Open space is only one of the many concerns coming up about this plan. There are strong reservations about NYCHA’s commitment to responding to public input during the planning process. Also, NYCHA Chair John Rhea’s justification for the need to pursue this project is based on what he has framed as a fiscal crisis, while there are widespread reports that NYCHA is sitting on as much as $955 million of federal funds while there is a current maintenance backlog of 350,000 open repair orders for 400,000 residents.

Another issue is that the amount of affordable units proposed in the new developments is only 20 percent, and yet would give tax incentives to developers. Some community leaders want to negotiate with NYCHA for a higher provision.

The Open Space Angle

What are the social and ecological impacts of the construction of these mammoth structures for New York’s wealthy on public housing campuses? In the charter school cases, the perceived tradeoff between education and the loss of health and community benefits put residents who wanted to contest the developments at a strong disadvantage as schools are also needed in those communities. With these new plans for luxury condos, however, NYCHA will have a much harder time justifying the benefits to residents. 

The most publicized recent plan is at the Smith Houses, where a development is envisioned on top of a parking lot and a baseball diamond. This is a loss of active recreation space for residents and would result in an increase in density and population. Where will the amenities for a new population with new needs have to be located? Where will replacement parking need be constructed? Will community recreation facilities still be considered a valuable allocation of space in NYCHA developments?

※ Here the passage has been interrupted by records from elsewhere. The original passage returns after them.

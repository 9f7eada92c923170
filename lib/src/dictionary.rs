extern crate hashbrown;

use std::{path::Path, str::FromStr, sync::Arc};

use hashbrown::hash_map::HashMap;

use crate::{
    error::DictionaryError,
    phoneme::{Phoneme, Pronunciation},
};

/// Source of candidate pronunciations for lowercase words.
///
/// Returns `None` for unknown words. When present, the list is non-empty and
/// ordered with the most likely pronunciation first.
pub trait PronunciationLookup {
    fn lookup(&self, word: &str) -> Option<&[Pronunciation]>;
}

impl<T: PronunciationLookup + ?Sized> PronunciationLookup for &T {
    #[inline]
    fn lookup(&self, word: &str) -> Option<&[Pronunciation]> {
        (**self).lookup(word)
    }
}

impl<T: PronunciationLookup + ?Sized> PronunciationLookup for Arc<T> {
    #[inline]
    fn lookup(&self, word: &str) -> Option<&[Pronunciation]> {
        (**self).lookup(word)
    }
}

/// In-memory pronunciation dictionary, read from the CMU dictionary format:
///
/// ```text
/// ;;; comment
/// beard B IH1 R D
/// fire F AY1 ER0
/// fire(2) F AY1 R  # variant
/// ```
#[derive(Clone, Debug, Default)]
pub struct Dictionary {
    entries: HashMap<String, Vec<Pronunciation>>,
}

impl Dictionary {
    #[inline]
    pub fn new() -> Self {
        Self::default()
    }

    #[inline]
    pub fn with_capacity(capacity: usize) -> Self {
        Self {
            entries: HashMap::with_capacity(capacity),
        }
    }

    /// Appends a pronunciation to the word's list, after any existing ones.
    #[inline]
    pub fn insert(&mut self, word: &str, pronunciation: Pronunciation) {
        self.entries.entry_ref(word).or_default().push(pronunciation);
    }

    /// Number of distinct words.
    #[inline]
    pub fn len(&self) -> usize {
        self.entries.len()
    }

    #[inline]
    pub fn is_empty(&self) -> bool {
        self.entries.is_empty()
    }

    #[inline]
    pub fn contains(&self, word: &str) -> bool {
        self.entries.contains_key(word)
    }

    /// Known words, in no particular order.
    #[inline]
    pub fn words(&self) -> impl Iterator<Item = &str> {
        self.entries.keys().map(String::as_str)
    }

    pub fn parse(text: &str) -> Result<Self, DictionaryError> {
        let mut dictionary = Dictionary::new();
        let mut pronunciations = 0usize;

        for (index, raw) in text.lines().enumerate() {
            let line = index + 1;

            let content = match raw.find('#') {
                Some(position) => &raw[..position],
                None => raw,
            }
            .trim();

            if content.is_empty() || content.starts_with(";;;") {
                continue;
            }

            let mut fields = content.split_whitespace();
            let Some(term) = fields.next() else {
                continue;
            };

            let word = headword(term).ok_or_else(|| DictionaryError::InvalidWord {
                line,
                word: term.to_string(),
            })?;

            let phonemes = fields
                .map(Phoneme::from_str)
                .collect::<Result<Vec<_>, _>>()
                .map_err(|source| DictionaryError::Phoneme { line, source })?;

            if phonemes.is_empty() {
                return Err(DictionaryError::MissingPronunciation { line });
            }

            let pronunciation = Pronunciation::new(phonemes)
                .map_err(|source| DictionaryError::Phoneme { line, source })?;

            dictionary.insert(&word.to_lowercase(), pronunciation);
            pronunciations += 1;
        }

        tracing::debug!(
            words = dictionary.len(),
            pronunciations,
            "parsed pronunciation dictionary"
        );

        Ok(dictionary)
    }

    pub fn load<P: AsRef<Path>>(path: P) -> Result<Self, DictionaryError> {
        let text = std::fs::read_to_string(path.as_ref())
            .map_err(|error| DictionaryError::Io(error.kind()))?;

        Self::parse(&text)
    }
}

impl PronunciationLookup for Dictionary {
    #[inline]
    fn lookup(&self, word: &str) -> Option<&[Pronunciation]> {
        self.entries.get(word).map(Vec::as_slice)
    }
}

impl FromStr for Dictionary {
    type Err = DictionaryError;

    fn from_str(s: &str) -> Result<Self, Self::Err> {
        Self::parse(s)
    }
}

// Strips a `(N)` variant suffix: `fire(2)` -> `fire`.
fn headword(term: &str) -> Option<&str> {
    match term.strip_suffix(')') {
        Some(rest) => {
            let (word, variant) = rest.rsplit_once('(')?;
            let numeric = !variant.is_empty() && variant.chars().all(|ch| ch.is_ascii_digit());
            (numeric && !word.is_empty()).then_some(word)
        }
        None => Some(term),
    }
}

Further, are there reasons for public housing residents to trust that additional NYCHA revenue will result in the improvement in maintenance response? Will these improvements be worth the loss in quality of life in their communities?

Not Overreacting

This week’s New York Times article on the proposed plan says that it “has stirred deep concern, if not paranoia, among tenants who have been warily eyeing gentrification in one of the nation’s most expensive housing markets.” Characterizing public housing residents as paranoid undervalues their concerns, is frankly classist (at the least), and could be argued to be myopic considering that tenants have ample reasons to be wary about being told from on high what will ultimately benefit “them.”

History backs them up: We are just a few generations away from slum clearance programs that uprooted families in the 1940s for these “towers in the park” to be built in the first place. We are fewer generations still from the white flight and urban disinvestment that contributed to New York’s fiscal crisis in the 1960s and 1970s. And we are living with memory of the rapid gentrification of the 1990s, which has only advanced more intensely in the Bloomberg administration, challenging low- or moderate-income households to be able to afford to ever make the transition out of public housing. Not to mention the smaller, local battles that these communities have faced over time and the daily battles that families wage over repairs.

These developments, if built as intended, will permanently disrupt both the ecologies and the sense of place in these communities. And their residents know it.